Saved data entries
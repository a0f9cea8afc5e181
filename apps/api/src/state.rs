use sqlx::PgPool;

use crate::config::Config;
use crate::screening::ScreeningOptions;

/// Shared application state injected into all route handlers via Axum extractors.
#[derive(Clone)]
pub struct AppState {
    pub db: PgPool,
    pub config: Config,
    /// Vocabulary, weights, policy, and shortlist size for screening runs.
    /// Built once at startup from [`Config::screening_options`].
    pub options: ScreeningOptions,
}
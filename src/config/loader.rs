use std::fs;
use std::path::{Path, PathBuf};
use thiserror::Error;

use crate::config::types::{Config, FactMode};

/// Errors that can occur when loading configuration.
#[derive(Debug, Error)]
pub enum ConfigError {
    #[error("Failed to read config file '{path}': {source}")]
    ReadError {
        path: PathBuf,
        #[source]
        source: std::io::Error,
    },

    #[error("Failed to parse config file '{path}': {source}")]
    ParseError {
        path: PathBuf,
        #[source]
        source: toml::de::Error,
    },

    #[error("Config validation failed: {message}")]
    ValidationError { message: String },
}

impl Config {
    /// Returns the path to the configuration file.
    ///
    /// Uses `~/.config/countrydex/config.toml` on Unix/macOS,
    /// or equivalent on other platforms via `dirs::config_dir()`.
    /// Falls back to current directory if config_dir is unavailable.
    pub fn config_path() -> PathBuf {
        let config_dir = dirs::config_dir().unwrap_or_else(|| PathBuf::from("."));
        config_dir.join("countrydex").join("config.toml")
    }

    /// Loads configuration from the default config file.
    pub fn load() -> Result<Self, ConfigError> {
        Self::load_from(&Self::config_path())
    }

    /// Loads configuration from `path`.
    ///
    /// - If the file doesn't exist, returns `Config::default()`.
    /// - If the file exists, parses it as TOML and validates.
    pub fn load_from(path: &Path) -> Result<Self, ConfigError> {
        if !path.exists() {
            tracing::debug!(path = %path.display(), "No config file, using defaults");
            return Ok(Config::default());
        }

        let content = fs::read_to_string(path).map_err(|e| ConfigError::ReadError {
            path: path.to_path_buf(),
            source: e,
        })?;

        let config: Config = toml::from_str(&content).map_err(|e| ConfigError::ParseError {
            path: path.to_path_buf(),
            source: e,
        })?;

        config.validate()?;
        Ok(config)
    }

    /// Validates the configuration.
    ///
    /// Checks:
    /// - The source URL and field list are non-empty
    /// - Page size and note cap are at least 1
    /// - An API key is present when facts come from an LLM
    pub fn validate(&self) -> Result<(), ConfigError> {
        if self.source.url.trim().is_empty() {
            return Err(ConfigError::ValidationError {
                message: "source.url must not be empty".to_string(),
            });
        }

        if self.source.fields.is_empty() {
            return Err(ConfigError::ValidationError {
                message: "source.fields must list at least one field".to_string(),
            });
        }

        if self.directory.page_size == 0 {
            return Err(ConfigError::ValidationError {
                message: "directory.page_size must be at least 1".to_string(),
            });
        }

        if self.favorites.note_max_chars == 0 {
            return Err(ConfigError::ValidationError {
                message: "favorites.note_max_chars must be at least 1".to_string(),
            });
        }

        if self.favorites.storage_key.is_empty() {
            return Err(ConfigError::ValidationError {
                message: "favorites.storage_key must not be empty".to_string(),
            });
        }

        let has_key = self
            .facts
            .api_key
            .as_deref()
            .is_some_and(|k| !k.trim().is_empty());
        if self.facts.mode == FactMode::Llm && !has_key {
            return Err(ConfigError::ValidationError {
                message: "facts.api_key is required when facts.mode = \"llm\"".to_string(),
            });
        }

        Ok(())
    }
}
use std::collections::BTreeMap;

use serde::{Deserialize, Serialize};

/// A user annotation attached to a country. Its presence marks the country as
/// a favorite.
#[derive(Debug, Clone, PartialEq, Eq, Serialize, Deserialize)]
#[serde(rename_all = "camelCase")]
pub struct FavoriteRecord {
    pub country_id: String,
    #[serde(default)]
    pub note: String,
}

impl FavoriteRecord {
    pub fn new(country_id: impl Into<String>) -> Self {
        Self {
            country_id: country_id.into(),
            note: String::new(),
        }
    }
}

/// Favorites keyed by country id.
pub type Favorites = BTreeMap<String, FavoriteRecord>;

/// Cuts `note` to at most `max_chars` characters.
pub fn truncate_note(note: &str, max_chars: usize) -> String {
    match note.char_indices().nth(max_chars) {
        Some((idx, _)) => note[..idx].to_string(),
        None => note.to_string(),
    }
}
use std::time::{Duration, Instant};

use async_trait::async_trait;
use reqwest::{Client, Url};

use crate::config::SourceConfig;
use crate::country::Country;

use super::{CountrySource, SourceError};

/// Fetches the directory with one GET against a REST endpoint.
pub struct HttpCountrySource {
    client: Client,
    url: Url,
}

impl HttpCountrySource {
    pub fn new(config: &SourceConfig) -> Result<Self, SourceError> {
        let url = Url::parse_with_params(&config.url, &[("fields", config.fields.join(","))])
            .map_err(|e| SourceError::InvalidUrl {
                url: config.url.clone(),
                reason: e.to_string(),
            })?;

        let client = Client::builder()
            .connect_timeout(Duration::from_secs(config.connect_timeout_seconds as u64))
            .timeout(Duration::from_secs(config.timeout_seconds as u64))
            .build()?;

        Ok(Self { client, url })
    }

    /// Full request URL including the field selection.
    pub fn url(&self) -> &Url {
        &self.url
    }
}

#[async_trait]
impl CountrySource for HttpCountrySource {
    async fn fetch_all(&self) -> Result<Vec<Country>, SourceError> {
        tracing::debug!(url = %self.url, "Fetching countries");

        let start = Instant::now();
        let response = self.client.get(self.url.clone()).send().await?;
        let status = response.status();

        if !status.is_success() {
            tracing::warn!(status = %status, "Country endpoint returned an error status");
            return Err(SourceError::Status {
                status: status.as_u16(),
            });
        }

        let body = response.bytes().await?;
        let countries: Vec<Country> = serde_json::from_slice(&body)?;

        tracing::info!(
            count = countries.len(),
            latency_ms = start.elapsed().as_millis() as u64,
            "Fetched countries"
        );

        Ok(countries)
    }
}
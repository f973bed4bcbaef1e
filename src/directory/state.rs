use crate::config::DEFAULT_PAGE_SIZE;
use crate::country::{Country, Region};
use crate::favorites::Favorites;
use crate::mvi::Snapshot;

/// Everything the directory knows during a session.
#[derive(Debug, Clone, PartialEq)]
pub struct DirectoryState {
    /// Ingested records in canonical (name) order.
    pub countries: Vec<Country>,
    pub favorites: Favorites,
    pub search: String,
    pub region: Region,
    /// 1-based; the visible window is `page * page_size` records long.
    pub page: usize,
    pub page_size: usize,
    /// True until the pending fetch settles.
    pub loading: bool,
    pub error: Option<String>,
    /// Set once the stored favorites have been read (or failed to read).
    pub favorites_loaded: bool,
}

impl Default for DirectoryState {
    fn default() -> Self {
        Self::with_page_size(DEFAULT_PAGE_SIZE)
    }
}

impl Snapshot for DirectoryState {}

impl DirectoryState {
    pub fn with_page_size(page_size: usize) -> Self {
        Self {
            countries: Vec::new(),
            favorites: Favorites::new(),
            search: String::new(),
            region: Region::All,
            page: 1,
            page_size: page_size.max(1),
            loading: true,
            error: None,
            favorites_loaded: false,
        }
    }

    pub fn is_favorite(&self, country_id: &str) -> bool {
        self.favorites.contains_key(country_id)
    }
}
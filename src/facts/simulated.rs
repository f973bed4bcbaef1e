use std::time::Duration;

use async_trait::async_trait;
use rand::seq::SliceRandom;

use crate::country::Country;

use super::{FactError, FactGenerator};

/// Canned, region-keyed facts behind an artificial delay.
pub struct SimulatedFactGenerator {
    delay: Duration,
}

impl SimulatedFactGenerator {
    pub fn new(delay: Duration) -> Self {
        Self { delay }
    }
}

impl Default for SimulatedFactGenerator {
    fn default() -> Self {
        Self::new(Duration::from_secs(1))
    }
}

/// Templates for a region; `{}` is replaced by the country name. Unknown
/// regions use the Europe set.
fn templates(region: &str) -> &'static [&'static str] {
    match region {
        "Africa" => &[
            "{} is home to some of the world's most diverse wildlife and ecosystems.",
            "{} has one of the youngest populations in the world, with a median age under 20.",
        ],
        "Americas" => &[
            "{} contains some of the world's largest freshwater reserves.",
            "{} has one of the most biodiverse ecosystems on the planet.",
        ],
        "Asia" => &[
            "{} has some of the world's oldest continuous civilizations.",
            "{} is known for its rich culinary traditions that date back thousands of years.",
        ],
        "Oceania" => &[
            "{} has some of the world's most unique endemic species due to its geographical isolation.",
            "{} has some of the world's most pristine marine ecosystems and coral reefs.",
        ],
        _ => &[
            "{} has some of the world's oldest universities and academic institutions.",
            "{} has a rich history of art, music, and literature that has influenced global culture.",
        ],
    }
}

#[async_trait]
impl FactGenerator for SimulatedFactGenerator {
    fn name(&self) -> &'static str {
        "simulated"
    }

    async fn generate(&self, country: &Country) -> Result<String, FactError> {
        if !self.delay.is_zero() {
            tokio::time::sleep(self.delay).await;
        }

        let template = templates(&country.region)
            .choose(&mut rand::thread_rng())
            .ok_or(FactError::Empty)?;

        Ok(template.replace("{}", country.display_name()))
    }
}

ABOUT THIS TASK: Look through the entries and copy every line in which the string "FactError" appears.

RESULT OF THIS TASK:
use super::{FactError, FactGenerator};
    async fn generate(&self, country: &Country) -> Result<String, FactError> {
            .ok_or(FactError::Empty)?;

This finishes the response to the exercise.